Saturday, June 30, 2012
Dust Girl: The American Fairy Trilogy Book 1
This is another teen fantasy, but it has enough differences to set it apart from an increasingly large pack. The narrator's voice is so vivid you instantly perceive her as a strong character, and the setting is the American Dust Bowl of the 1930's.
Callie is in a small town in Kansas which is being buried by the huge dust storms rolling across the prairie. When the doctor packs up and leaves, Callie and her distracted mother are left alone in a big empty hotel which has seen far better days. The dust pneumonia is killing Callie, but her mother won't leave town in case the girl's father comes back for them. Callie knows her mother is deluded, and they argue. The biggest dust storm ever blows into town, and Callie's mother disappears. In her place an enigmatic Indian appears, and he seems to know about Callie's past. She learns that she is part Fey, and has special powers which she has yet to figure out. A hobo boy named Jack arrives, and soon she and Jack are bound for "the golden hills" of California.
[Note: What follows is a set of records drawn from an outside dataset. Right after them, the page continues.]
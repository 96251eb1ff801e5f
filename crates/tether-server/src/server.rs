//! HTTP server implementation using Axum.

use crate::demo::DemoRemote;
use crate::handler::{handle_health, handle_socket};
use axum::{routing::get, Router};
use std::net::SocketAddr;
use std::sync::Arc;
use tether_core::{ProtocolConfig, Session};
use tower_http::cors::{Any, CorsLayer};
use tower_http::trace::TraceLayer;
use tracing::{error, info};

/// Application state shared across handlers.
pub struct AppState {
    /// The single session clients attach to
    pub session: Arc<Session<DemoRemote>>,
}

/// Start the HTTP server.
///
/// Returns the actual address the server is bound to (useful when port=0).
pub async fn start_server(
    session: Arc<Session<DemoRemote>>,
    host: &str,
    port: u16,
) -> anyhow::Result<SocketAddr> {
    let state = Arc::new(AppState { session });

    // Configure CORS for development
    let cors = CorsLayer::new()
        .allow_origin(Any)
        .allow_methods(Any)
        .allow_headers(Any);

    let app = Router::new()
        .route("/health", get(handle_health))
        .route(ProtocolConfig::SOCKET_PATH, get(handle_socket))
        .layer(cors)
        .layer(TraceLayer::new_for_http())
        .with_state(state);

    let addr: SocketAddr = format!("{}:{}", host, port).parse()?;
    let listener = tokio::net::TcpListener::bind(addr).await?;
    let actual_addr = listener.local_addr()?;

    info!("Server listening on {}", actual_addr);

    tokio::spawn(async move {
        if let Err(e) = axum::serve(listener, app).await {
            error!("Server error: {}", e);
        }
    });

    Ok(actual_addr)
}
On their journey they meet malignant spirits and some helpful ones too. Nothing is as it appears, and Callie has to learn to use her powers of special sight to save herself and Jack several times. The book ends on a hopeful note, but you know there is much more to come. The thing I liked best about the book was the authentic backdrop of the Dust Bowl. I could tell the author had read The Worst Hard Time by Timothy Egan, which won the National Book Award for nonfiction in 2006. All in all, an interesting twist on the changeling theme.